Se adotássemos o sistema inquisitivo, a PGJ em segunda instância seria uma extensão plena do Ministério Público perante os tribunais. A indisponibilidade da ação penal seria absoluta e não haveria a ação subsidiária da pública. No sistema acusatório, a manifestação perante os tribunais não prolonga a atuação ministerial, mas, sim, a obtempera.

No Brasil se pretendeu criar um nominado sistema acusatório misto, que justifica esse equilíbrio. Dentro desse raciocínio, o Ministério Público, desde a fase de inquérito policial até a denúncia, atua como custos legis, função da qual nunca deixará de estar revestido, mesmo quando, enquanto parte, propõe a ação penal. Fosse sempre parte, embora não possa desistir da ação penal, pode propor a absolvição em ação por ele mesmo proposta. No sistema acusatório misto, assim identificado, o Ministério Público nunca terá a condição de parte absoluta o que o difere totalmente da condição e função do defensor.

Não faz sentido dizer que a defesa atua como "fiscal da lei" porque o que se espera da defesa é exatamente a parcialidade, tanto que pode desistir do patrocínio da defesa, mas, em outra ponta, não pode pedir a condenação do réu. Não há dois Ministérios Públicos. Daí a figura da assistência de acusação, nem sempre alinhada à função ministerial, exatamente porque é parte no sentido pleno. O que há é um ponto de equilíbrio entre as duas instâncias, em que o procurador-geral, instância máxima dentro do Ministério Público, faz-se representar nos tribunais de forma preposta, controlando, ainda que reflexamente, a atuação do primeiro grau.

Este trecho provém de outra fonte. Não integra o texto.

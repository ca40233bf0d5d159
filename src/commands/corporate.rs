use crate::args::CorporateEstimateArgs;
use crate::commands::Out;
use crate::model::Vnd;
use crate::tax::corporate::{self, CorporateEstimate, TaxIncentive, STANDARD_RATE};
use crate::Result;
use rust_decimal::Decimal;
use serde::Serialize;

#[derive(Debug, Clone, PartialEq, Eq, Serialize)]
#[serde(rename_all = "camelCase")]
pub struct CorporateReport {
    pub estimate: CorporateEstimate,
    pub year_of_income: Option<u32>,
    /// The estimate after exemptions and reductions for `year_of_income`, or the plain estimate.
    pub tax_due: Vnd,
}

/// Corporate income tax on revenue less expenses at the sector's rate.
pub async fn corporate_estimate(args: &CorporateEstimateArgs) -> Result<Out<CorporateReport>> {
    let estimate = corporate::estimate(args.revenue(), args.expenses(), args.sector());
    let tax_due = match args.year_of_income() {
        Some(year) => estimate.tax_for_year(year),
        None => estimate.tax,
    };

    let mut lines = vec![
        format!("Lĩnh vực:            {}", estimate.sector.label()),
        format!("Thu nhập tính thuế:  {}", estimate.taxable_income.currency()),
        format!("Thuế suất:           {}%", percent(estimate.rate)),
        format!("Thuế TNDN:           {}", estimate.tax.currency()),
    ];
    if let Some(year) = args.year_of_income() {
        lines.push(format!(
            "Năm có thu nhập thứ {year}, sau miễn giảm: {}",
            tax_due.currency()
        ));
    }
    if let Some(incentive) = &estimate.incentive {
        lines.push(format!("Ưu đãi: {}", incentive.conditions));
    }

    Ok(Out::new(
        lines.join("\n"),
        CorporateReport {
            year_of_income: args.year_of_income(),
            tax_due,
            estimate,
        },
    ))
}

/// The sectors with a preferential rate or an exemption schedule.
pub async fn corporate_incentives() -> Result<Out<Vec<TaxIncentive>>> {
    let incentives = corporate::incentives().to_vec();
    let mut lines = Vec::new();
    for i in &incentives {
        let rate = i.preferential_rate.unwrap_or(STANDARD_RATE);
        lines.push(format!(
            "{} [{}]: thuế suất {}%, miễn {} năm, giảm 50% trong {} năm\n  {}",
            i.sector.label(),
            i.sector,
            percent(rate),
            i.exemption_years,
            i.reduction_years,
            i.conditions
        ));
    }
    Ok(Out::new(lines.join("\n"), incentives))
}

fn percent(rate: Decimal) -> Decimal {
    (rate * Decimal::ONE_HUNDRED).normalize()
}
//! Configuration file handling for the tax helper.
//!
//! The configuration file is stored at `$TAX_HELPER_HOME/config.json` and contains the settings for
//! the AI assistant and the location of exported files. The home directory also holds the SQLite
//! store that replaces the browser's local storage.

use crate::db::Db;
use crate::store::Store;
use crate::{utils, Result};
use anyhow::{bail, Context};
use serde::{Deserialize, Serialize};
use std::path::{Path, PathBuf};

const APP_NAME: &str = "tax-helper";
const CONFIG_VERSION: u8 = 1;
const EXPORTS: &str = "exports";
const CONFIG_JSON: &str = "config.json";
const SQLITE: &str = "tax-helper.sqlite";
const DEFAULT_AI_MODEL: &str = "gemini-2.5-flash";
const DEFAULT_AI_BASE_URL: &str = "https://generativelanguage.googleapis.com/";
const DEFAULT_API_KEY_ENV: &str = "GEMINI_API_KEY";

/// The `Config` object represents the configuration of the app. You instantiate it by providing
/// the path to `$TAX_HELPER_HOME` and from there it loads `$TAX_HELPER_HOME/config.json`. It also
/// owns the opened SQLite store.
#[derive(Debug, Clone)]
pub struct Config {
    root: PathBuf,
    config_path: PathBuf,
    config_file: ConfigFile,
    db: Db,
    sqlite_path: PathBuf,
}

impl Config {
    /// Creates the home directory and:
    /// - Creates an initial `config.json` file with default settings
    /// - Creates the `exports` directory
    /// - Creates and migrates the SQLite store
    ///
    /// # Errors
    /// - Returns an error if any file operations fail or if the store already exists.
    pub async fn create(dir: impl Into<PathBuf>) -> Result<Self> {
        let maybe_relative = dir.into();
        utils::make_dir(&maybe_relative)
            .await
            .context("Unable to create the tax helper home directory")?;
        let root = utils::canonicalize(&maybe_relative).await?;

        let config_path = root.join(CONFIG_JSON);
        if config_path.exists() {
            bail!(
                "The tax helper home at '{}' is already initialized",
                root.display()
            );
        }

        let config_file = ConfigFile::default();
        utils::make_dir(config_file.exports_dir(&root)).await?;
        config_file.save(&config_path).await?;

        let sqlite_path = root.join(SQLITE);
        let db = Db::init(&sqlite_path)
            .await
            .context("Unable to create SQLite DB")?;

        Ok(Self {
            root,
            config_path,
            config_file,
            db,
            sqlite_path,
        })
    }

    /// This will
    /// - validate that the home directory and the config file exist
    /// - load the config file
    /// - open the SQLite store, running any pending migrations
    pub async fn load(home: impl Into<PathBuf>) -> Result<Self> {
        let maybe_relative = home.into();
        let root = utils::canonicalize(&maybe_relative)
            .await
            .context("The tax helper home is missing, run 'taxhelper init' first")?;

        let config_path = root.join(CONFIG_JSON);
        if !config_path.is_file() {
            bail!("The config file is missing '{}'", config_path.display())
        }
        let config_file = ConfigFile::load(&config_path).await?;

        let sqlite_path = root.join(SQLITE);
        let db = Db::load(&sqlite_path)
            .await
            .context("Unable to load SQLite DB")?;

        Ok(Self {
            root,
            config_path,
            config_file,
            db,
            sqlite_path,
        })
    }

    pub fn root(&self) -> &Path {
        &self.root
    }

    pub fn config_path(&self) -> &Path {
        &self.config_path
    }

    pub fn sqlite_path(&self) -> &Path {
        &self.sqlite_path
    }

    /// The persistence interface handed to commands.
    pub fn store(&self) -> &dyn Store {
        &self.db
    }

    /// Where exported CSV and XML files land when no explicit output path is given.
    pub fn exports(&self) -> PathBuf {
        self.config_file.exports_dir(&self.root)
    }

    pub fn ai_model(&self) -> &str {
        &self.config_file.ai_model
    }

    pub fn ai_base_url(&self) -> &str {
        &self.config_file.ai_base_url
    }

    pub fn api_key_env(&self) -> &str {
        &self.config_file.api_key_env
    }

    /// Reads the AI API key from the environment variable named in the config. Empty values are
    /// treated as missing.
    pub fn api_key(&self) -> Option<String> {
        std::env::var(self.api_key_env())
            .ok()
            .filter(|key| !key.trim().is_empty())
    }
}

/// Represents the serialization and deserialization format of the configuration file.
///
/// Example configuration:
/// ```json
/// {
///   "app_name": "tax-helper",
///   "config_version": 1,
///   "ai_model": "gemini-2.5-flash",
///   "ai_base_url": "https://generativelanguage.googleapis.com/",
///   "api_key_env": "GEMINI_API_KEY",
///   "exports_dir": "exports"
/// }
/// ```
#[derive(Debug, Clone, Serialize, Deserialize, Eq, PartialEq)]
struct ConfigFile {
    /// Application name, should always be "tax-helper"
    app_name: String,

    /// Configuration file version
    config_version: u8,

    /// The generative model used for chat and invoice extraction
    #[serde(default = "default_ai_model")]
    ai_model: String,

    /// Base URL of the generative language REST API
    #[serde(default = "default_ai_base_url")]
    ai_base_url: String,

    /// Name of the environment variable holding the API key. The key itself is never stored.
    #[serde(default = "default_api_key_env")]
    api_key_env: String,

    /// Directory for exported files (optional, relative to the home directory or absolute)
    #[serde(skip_serializing_if = "Option::is_none")]
    exports_dir: Option<PathBuf>,
}

fn default_ai_model() -> String {
    DEFAULT_AI_MODEL.to_string()
}

fn default_ai_base_url() -> String {
    DEFAULT_AI_BASE_URL.to_string()
}

fn default_api_key_env() -> String {
    DEFAULT_API_KEY_ENV.to_string()
}

impl Default for ConfigFile {
    fn default() -> Self {
        Self {
            app_name: APP_NAME.to_string(),
            config_version: CONFIG_VERSION,
            ai_model: default_ai_model(),
            ai_base_url: default_ai_base_url(),
            api_key_env: default_api_key_env(),
            exports_dir: None,
        }
    }
}

impl ConfigFile {
    /// Loads a ConfigFile from the specified path.
    ///
    /// # Errors
    /// Returns an error if the file cannot be read or parsed, or if `app_name` is wrong.
    async fn load(path: impl AsRef<Path>) -> Result<Self> {
        let path = path.as_ref();
        let content = utils::read(path).await?;
        let config: ConfigFile = serde_json::from_str(&content)
            .with_context(|| format!("Failed to parse config file at {}", path.display()))?;

        anyhow::ensure!(
            config.app_name == APP_NAME,
            "Invalid app_name in config file: expected '{}', got '{}'",
            APP_NAME,
            config.app_name
        );

        Ok(config)
    }

    async fn save(&self, path: impl AsRef<Path>) -> Result<()> {
        let p = path.as_ref();
        let data = serde_json::to_string_pretty(self).context("Unable to serialize config")?;
        utils::write(p, data)
            .await
            .context("Unable to write config file")
    }

    /// Resolves the exports directory against `root` unless it is absolute.
    fn exports_dir(&self, root: &Path) -> PathBuf {
        match &self.exports_dir {
            Some(p) if p.is_absolute() => p.clone(),
            Some(p) => root.join(p),
            None => root.join(EXPORTS),
        }
    }
}

#[cfg(test)]
mod tests {
    use super::*;
    use crate::store::Key;
    use tempfile::TempDir;

    #[tokio::test]
    async fn test_config_create_and_load() {
        let dir = TempDir::new().unwrap();
        let home = dir.path().join("tax_home");

        let created = Config::create(&home).await.unwrap();
        assert!(created.config_path().is_file());
        assert!(created.sqlite_path().is_file());
        assert!(created.exports().is_dir());
        assert_eq!(created.ai_model(), DEFAULT_AI_MODEL);

        let loaded = Config::load(&home).await.unwrap();
        assert_eq!(created.root(), loaded.root());
        assert_eq!(loaded.api_key_env(), DEFAULT_API_KEY_ENV);
        assert!(loaded.store().get_raw(Key::UserProfile).await.unwrap().is_none());
    }

    #[tokio::test]
    async fn test_config_create_twice_fails() {
        let dir = TempDir::new().unwrap();
        Config::create(dir.path()).await.unwrap();
        assert!(Config::create(dir.path()).await.is_err());
    }

    #[tokio::test]
    async fn test_config_load_missing_home() {
        let dir = TempDir::new().unwrap();
        let result = Config::load(dir.path().join("nope")).await;
        let message = format!("{:#}", result.unwrap_err());
        assert!(message.contains("taxhelper init"));
    }

    #[test]
    fn test_config_file_default() {
        let config = ConfigFile::default();
        assert_eq!(config.app_name, APP_NAME);
        assert_eq!(config.ai_base_url, DEFAULT_AI_BASE_URL);
        assert_eq!(
            config.exports_dir(Path::new("/home/x")),
            PathBuf::from("/home/x/exports")
        );
    }

    #[tokio::test]
    async fn test_config_file_load_with_minimal_config() {
        let temp_dir = TempDir::new().unwrap();
        let config_path = temp_dir.path().join("config.json");
        let json = r#"{
            "app_name": "tax-helper",
            "config_version": 1,
            "exports_dir": "/tmp/out"
        }"#;
        utils::write(&config_path, json).await.unwrap();

        let config = ConfigFile::load(&config_path).await.unwrap();
        assert_eq!(config.ai_model, DEFAULT_AI_MODEL);
        assert_eq!(config.api_key_env, DEFAULT_API_KEY_ENV);
        assert_eq!(
            config.exports_dir(temp_dir.path()),
            PathBuf::from("/tmp/out")
        );
    }

    #[tokio::test]
    async fn test_config_file_load_invalid_app_name() {
        let temp_dir = TempDir::new().unwrap();
        let config_path = temp_dir.path().join("config.json");
        let json = r#"{ "app_name": "other", "config_version": 1 }"#;
        utils::write(&config_path, json).await.unwrap();

        let result = ConfigFile::load(&config_path).await;
        assert!(result.unwrap_err().to_string().contains("Invalid app_name"));
    }

    #[test]
    fn test_config_file_serialization_omits_none_fields() {
        let json = serde_json::to_string(&ConfigFile::default()).unwrap();
        assert!(!json.contains("exports_dir"));
    }
}
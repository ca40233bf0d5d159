//! Shared test utilities for creating test environments.
//!
//! This module is only compiled when running tests (`#[cfg(test)]`).

use crate::api::{self, Assistant, Mode};
use crate::Config;
use std::path::Path;
use tempfile::TempDir;

/// A tax helper home in a temporary directory with its `Config` and SQLite store. Holds the
/// `TempDir` to keep the directory alive for the duration of the test.
pub struct TestEnv {
    temp_dir: TempDir,
    config: Config,
}

impl TestEnv {
    pub async fn new() -> Self {
        let temp_dir = TempDir::new().unwrap();
        let config = Config::create(temp_dir.path().join("tax-helper"))
            .await
            .unwrap();
        Self { temp_dir, config }
    }

    /// Returns a clone of the Config.
    pub fn config(&self) -> Config {
        self.config.clone()
    }

    /// A scratch directory outside the home, for input files.
    pub fn dir(&self) -> &Path {
        self.temp_dir.path()
    }

    /// The canned assistant used in test mode.
    pub fn assistant(&self) -> Box<dyn Assistant> {
        api::assistant(&self.config, Mode::Test)
    }
}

Não tem capacidade revisional direta do ato em si, salvo nas hipóteses do artigo 28 do CPP, inclusive com sua nova redação, mas efetivamente fiscal da lei, exceção feita à competência originária, em que assume a condição mista.

A ordem de manifestação nos tribunais, a modelo do que ocorre nos tribunais superiores, dá-se por força dessa condição primária e latente como custos legis, em especial nas ações mandamentais, que é a hipótese do Habeas Corpus e do instituto da revisão criminal. Se há paridade plena de ordem instrumental, a revisão criminal serviria tanto à acusação como à defesa. Não há que se falar em manifestação final quando o interesse é do autor da ação e, acaso fosse parte, assim se estabeleceria o efetivo contraditório. O contraditório não é a chamada "paridade de armas" de cunho meramente instrumental, mas, sim, uma função precípua, que integra o devido processo legal, para impugnar um fato que tenha relevância jurídica e valor probatório. Nessa esteira, a condição plena de parte é da defesa e o titular da ação penal, em termos constitucionais, carrega, antes mesmo da condição de parte, a de custos legis.

Na assimetria errônea que se faz entre os sistemas inquisitivo e acusatório, somente se justificaria a plenitude do contraditório fosse o sistema inquisitivo primário, em que a acusação a ela se limita sem que se admita um controle de relativa disponibilidade ao que ocorre no caso do arquivamento e do pedido de absolvição. O sistema inquisitivo pleno, trazido na essência da época napoleônica, dá ao Ministério Público a condição de parte absoluta, a exemplo também do sistema norte-americano. No aspecto meramente formal, dentro dos limites de uma ação de HC, não faz o menor sentido que a defesa se manifeste ao final em ação por ela proposta. E isso porque não dispõe da posição neutra no princípio de devido processo legal e conquistas e garantias de derivações do contraditório e da ampla defesa. Isso distancia os conceitos de compreensão e de interpretação de lei, não de direito, que são distintos.

O instituto precípuo do contraditório, mesmo que não se entenda que integre atos de ambas as partes, ao menos na aparência por todos os protagonistas do processo, não são idênticos quanto a meios. O defensor sempre será parte e, sob o manto defesa ampla e acusação, delimitada.

O direito de ordem de falar por último está em lei. É tema atento ao princípio da estrita legalidade, e não de mero "direito". É do ofício da defesa ser parcial.

Ela defende o direito do réu na ação, como objeto jurídico, e não defende o seu próprio direito de agir em juízo. Portanto, o HC, no máximo, é incidental, e não deveria exigir contraditório, como se espera no devido processo legal. Não há matéria de fato mas, sim, de direito e controle de vicio formal e não material.

Na segunda instância, o Ministério Público age como custos legis. Não é parte e fiscaliza a aplicação da lei, bem distante de função inquisitiva ou mesmo com tom acusatório.

Portanto, a ordem de manifestação secundária não cabe a quem propôs a ação sob pena de aí, sim, efetivamente se estar ferindo o reclamado contraditório.